Neil J. Evans, Asst. U.S. Atty., Anchorage, Alaska, for plaintiff-appellee.
Appeal from the United States District Court for the District of Alaska.
Before ALDISERT,** WRIGHT and BEEZER, Circuit Judges.
BEEZER, Circuit Judge:
Larry Turnbull appeals the district court's judgment of conviction against him for failure to pay income taxes. We affirm in part and vacate in part.
* The United States asserted its authority over Turnbull in matters temporal by charging him with failing to render unto Caesar that which was due, in willful violation of the Internal Revenue Code. 26 U.S.C. § 7201 (1982).
At Turnbull's initial appearance before the magistrate in Fairbanks, his arraignment was continued for a week. Turnbull then filed pleadings in the district court stating that he did not waive his right to counsel, but that his religious beliefs precluded him from using the services of any member of the bar. Turnbull stated his belief that the teachings of Jesus require him to avoid associating with lawyers. Turnbull requested that lay persons who shared his beliefs be appointed as his cocounsels. At his arraignment, Turnbull appeared without counsel and stood mute when asked to plead. The court entered a plea of not guilty on his behalf.
On March 16, Turnbull withdrew his motion asking for lay counsel. Magistrate Roberts held a hearing on March 29 regarding Turnbull's representation. Turnbull stated that he waived none of his rights, and contested the jurisdiction of the court. He repeated his religious objection to the services of a lawyer. The court examined him as to his level of understanding of the proceedings, and explained the advantages of trained counsel at some length. The court told Turnbull that it could not appoint lay counsel under the rules of the court. Since Turnbull declined to waive his right to counsel, but was unwilling to be represented by anyone the court could appoint, the magistrate appointed Federal Public Defender Michael Karnavas as Turnbull's "standby counsel," who would be available to Turnbull should he desire assistance, and who would be able to take over the defense should Turnbull be unable to continue it himself.
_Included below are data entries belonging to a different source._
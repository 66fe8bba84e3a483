// Copyright (c) 2025 Fabstir
// SPDX-License-Identifier: BUSL-1.1
//! Overlapping fixed-size chunking
//!
//! Splits normalized page text into character windows of `chunk_size`
//! characters, each overlapping the previous one by `chunk_overlap`
//! characters. Chunks are the atomic retrieval unit: each one carries a
//! typed metadata record tying it back to its page and position.
//!
//! Window invariant: for a page of length L chunked with size S and overlap
//! O (0 <= O < S), windows cover [0, L) contiguously; consecutive windows
//! overlap by exactly O characters, and only the final window may be
//! shorter than S. Each window is whitespace-trimmed before storage.

use std::fs;
use std::path::Path;

use serde::{Deserialize, Serialize};
use tracing::{debug, warn};

use crate::errors::RagError;
use crate::pages::Page;

/// Characters kept in the manifest preview field
pub const PREVIEW_CHARS: usize = 120;

/// Chunk manifest file name, written next to the chunk files
pub const MANIFEST_FILE: &str = "metadata.json";

/// Typed metadata record for one chunk
///
/// Denormalized on purpose: retrieval results and the persisted manifest
/// both need page/position context without a page lookup.
#[derive(Debug, Clone, PartialEq, Eq, Serialize, Deserialize)]
pub struct ChunkMetadata {
    /// Deterministic identifier, `page_{NNN}_chunk_{II}`
    pub chunk_id: String,

    /// Back-reference to the owning page
    pub page_number: u32,

    /// 1-based position within the page
    pub sequence_index: usize,

    /// Character count of the stored (trimmed) chunk text
    pub char_length: usize,

    /// First ~120 characters, newlines flattened
    pub preview: String,
}

/// Slide a window of `size` characters across `text`, overlapping by `overlap`
///
/// Pure function: persistence is a separate build-time side effect. Returns
/// a single chunk when the text fits in one window and no chunks for empty
/// text. Fails with a `Configuration` error when `overlap >= size` or
/// `size == 0`.
pub fn chunk_text(text: &str, size: usize, overlap: usize) -> Result<Vec<String>, RagError> {
    if size == 0 {
        return Err(RagError::Configuration(
            "chunk size must be greater than 0".to_string(),
        ));
    }
    if overlap >= size {
        return Err(RagError::Configuration(format!(
            "chunk overlap ({}) must be smaller than chunk size ({})",
            overlap, size
        )));
    }

    // Windows are measured in characters, not bytes, so multi-byte text
    // never splits inside a code point.
    let chars: Vec<char> = text.chars().collect();
    let mut chunks = Vec::new();
    let mut start = 0;

    while start < chars.len() {
        let end = (start + size).min(chars.len());
        let window: String = chars[start..end].iter().collect();
        chunks.push(window.trim().to_string());
        if start + size >= chars.len() {
            break;
        }
        start = start + size - overlap;
    }

    Ok(chunks)
}

/// Chunk one page into (text, metadata) pairs
///
/// Empty pages produce zero chunks and are skipped with a warning, not an
/// error.
pub fn chunk_page(
    page: &Page,
    size: usize,
    overlap: usize,
) -> Result<Vec<(String, ChunkMetadata)>, RagError> {
    if page.raw_text.trim().is_empty() {
        warn!(page = page.page_number, "Page is empty, producing no chunks");
        return Ok(Vec::new());
    }

    let chunks = chunk_text(&page.raw_text, size, overlap)?;
    let mut out = Vec::with_capacity(chunks.len());

    for (i, text) in chunks.into_iter().enumerate() {
        let sequence_index = i + 1;
        let meta = ChunkMetadata {
            chunk_id: format!("page_{:03}_chunk_{:02}", page.page_number, sequence_index),
            page_number: page.page_number,
            sequence_index,
            char_length: text.chars().count(),
            preview: preview_of(&text),
        };
        out.push((text, meta));
    }

    debug!(
        page = page.page_number,
        chunks = out.len(),
        "Chunked page"
    );
    Ok(out)
}

/// Chunk an entire corpus into parallel text/metadata sequences
///
/// The two returned vectors are index-aligned; downstream stages must keep
/// them in lockstep.
pub fn chunk_corpus(
    pages: &[Page],
    size: usize,
    overlap: usize,
) -> Result<(Vec<String>, Vec<ChunkMetadata>), RagError> {
    let mut texts = Vec::new();
    let mut metas = Vec::new();

    for page in pages {
        for (text, meta) in chunk_page(page, size, overlap)? {
            texts.push(text);
            metas.push(meta);
        }
    }

    Ok((texts, metas))
}

/// Persist chunk files and the chunk manifest
///
/// Each chunk lands in `{chunk_id}.txt` under `dir`, and `metadata.json`
/// lists every chunk for the corpus. Build-time side effect only; nothing
/// at serve time reads the individual chunk files.
pub fn write_chunks(
    dir: &Path,
    texts: &[String],
    metas: &[ChunkMetadata],
) -> Result<(), RagError> {
    if texts.len() != metas.len() {
        return Err(RagError::InvariantViolation(format!(
            "chunk texts ({}) and metadata ({}) are misaligned",
            texts.len(),
            metas.len()
        )));
    }

    fs::create_dir_all(dir)?;
    for (text, meta) in texts.iter().zip(metas.iter()) {
        fs::write(dir.join(format!("{}.txt", meta.chunk_id)), text)?;
    }

    let manifest = serde_json::to_string_pretty(metas)
        .map_err(|e| RagError::Serialization(e.to_string()))?;
    fs::write(dir.join(MANIFEST_FILE), manifest)?;

    Ok(())
}

/// Manifest preview: first ~120 characters with newlines flattened
fn preview_of(text: &str) -> String {
    text.chars()
        .take(PREVIEW_CHARS)
        .collect::<String>()
        .replace('\n', " ")
}

#[cfg(test)]
mod tests {
    use super::*;
    use tempfile::tempdir;

    fn page(n: u32, text: &str) -> Page {
        Page {
            page_number: n,
            raw_text: text.to_string(),
        }
    }

    #[test]
    fn test_overlap_must_be_smaller_than_size() {
        let err = chunk_text("some text", 10, 10).unwrap_err();
        assert!(matches!(err, RagError::Configuration(_)));
        assert!(chunk_text("some text", 10, 11).is_err());
        assert!(chunk_text("some text", 0, 0).is_err());
    }

    #[test]
    fn test_short_text_yields_single_chunk() {
        let chunks = chunk_text("short", 2000, 200).unwrap();
        assert_eq!(chunks, vec!["short".to_string()]);
    }

    #[test]
    fn test_empty_text_yields_no_chunks() {
        assert!(chunk_text("", 100, 10).unwrap().is_empty());
    }

    #[test]
    fn test_coverage_no_character_skipped() {
        // With step = size - overlap, window starts cover every offset of
        // the text: reconstruct by dropping the overlapping prefix of each
        // subsequent window.
        let text: String = "abcdefghij".repeat(10); // 100 chars, no whitespace
        let (size, overlap) = (17, 5);
        let chunks = chunk_text(&text, size, overlap).unwrap();

        let mut rebuilt = chunks[0].clone();
        for chunk in &chunks[1..] {
            let tail: String = chunk.chars().skip(overlap).collect();
            rebuilt.push_str(&tail);
        }
        assert_eq!(rebuilt, text);
    }

    #[test]
    fn test_overlap_invariant_between_consecutive_chunks() {
        let text: String = "0123456789".repeat(4); // 40 chars
        let (size, overlap) = (10, 3);
        let chunks = chunk_text(&text, size, overlap).unwrap();
        assert!(chunks.len() > 2);

        for pair in chunks.windows(2) {
            let prev: Vec<char> = pair[0].chars().collect();
            let next: Vec<char> = pair[1].chars().collect();
            let tail: String = prev[prev.len() - overlap..].iter().collect();
            let head: String = next[..overlap.min(next.len())].iter().collect();
            assert_eq!(tail, head);
        }
    }

    #[test]
    fn test_final_chunk_may_be_shorter() {
        let text: String = "x".repeat(25);
        let chunks = chunk_text(&text, 10, 2).unwrap();
        // starts at 0, 8, 16, 24
        assert_eq!(chunks.len(), 4);
        assert_eq!(chunks.last().unwrap().chars().count(), 1);
    }

    #[test]
    fn test_multibyte_text_not_split_inside_codepoint() {
        let text: String = "åäö".repeat(20);
        let chunks = chunk_text(&text, 7, 2).unwrap();
        let total: usize = chunks.iter().map(|c| c.chars().count()).sum();
        assert!(total >= 60);
    }

    #[test]
    fn test_chunk_page_metadata() {
        let p = page(3, &"m".repeat(25));
        let chunks = chunk_page(&p, 10, 2).unwrap();
        assert_eq!(chunks.len(), 4);

        let (text, meta) = &chunks[0];
        assert_eq!(meta.chunk_id, "page_003_chunk_01");
        assert_eq!(meta.page_number, 3);
        assert_eq!(meta.sequence_index, 1);
        assert_eq!(meta.char_length, text.chars().count());
        assert_eq!(chunks[3].1.chunk_id, "page_003_chunk_04");
    }

    #[test]
    fn test_empty_page_produces_zero_chunks() {
        let p = page(5, "   ");
        assert!(chunk_page(&p, 10, 2).unwrap().is_empty());
    }

    #[test]
    fn test_preview_flattens_newlines_and_truncates() {
        let text = format!("line one\nline two\n{}", "z".repeat(200));
        let p = page(1, &text);
        let chunks = chunk_page(&p, 2000, 200).unwrap();
        let preview = &chunks[0].1.preview;
        assert!(!preview.contains('\n'));
        assert_eq!(preview.chars().count(), PREVIEW_CHARS);
    }

    #[test]
    fn test_write_chunks_persists_files_and_manifest() {
        let dir = tempdir().unwrap();
        let p = page(1, &"q".repeat(25));
        let (texts, metas): (Vec<_>, Vec<_>) =
            chunk_page(&p, 10, 2).unwrap().into_iter().unzip();

        write_chunks(dir.path(), &texts, &metas).unwrap();

        let stored =
            std::fs::read_to_string(dir.path().join("page_001_chunk_01.txt")).unwrap();
        assert_eq!(stored, texts[0]);

        let manifest =
            std::fs::read_to_string(dir.path().join(MANIFEST_FILE)).unwrap();
        let parsed: Vec<ChunkMetadata> = serde_json::from_str(&manifest).unwrap();
        assert_eq!(parsed, metas);
    }

    #[test]
    fn test_write_chunks_rejects_misaligned_inputs() {
        let dir = tempdir().unwrap();
        let metas = vec![ChunkMetadata {
            chunk_id: "page_001_chunk_01".to_string(),
            page_number: 1,
            sequence_index: 1,
            char_length: 1,
            preview: "a".to_string(),
        }];
        let err = write_chunks(dir.path(), &[], &metas).unwrap_err();
        assert!(matches!(err, RagError::InvariantViolation(_)));
    }
}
Between this decision and the trial date of May 3, 1988, Turnbull filed voluminous motions to dismiss, raising typical tax protestor arguments. All of these were denied. On May 3, Judge Fitzgerald inquired further into the counsel situation before allowing the trial to begin. Pursuant to Ninth Circuit law, the court was not willing to let Turnbull represent himself, even with standby counsel present, without a knowing and voluntary waiver of the right to counsel on the record. The court described the charges to Turnbull, again emphasizing the numerous benefits of the full assistance of counsel. Turnbull stated that he did not understand the charges, and again declined to waive his right to counsel. Judge Fitzgerald asked standby counsel Karnavas to sit at counsel table and conduct the defense.
No allegation is made that Karnavas was unprepared to conduct an adequate defense, or that he provided ineffective assistance. He did the best he could in the nightmarish position of representing a client who objected to his very presence on religious grounds, and refused to cooperate with him in any way. Karnavas cross-examined witnesses, made relevant objections, and made opening and closing statements. He did not put on any defense witnesses. The court offered numerous opportunities to Turnbull to participate in his own defense, but he refused each one because he said that Karnavas' presence prevented him from participating in the trial in any way.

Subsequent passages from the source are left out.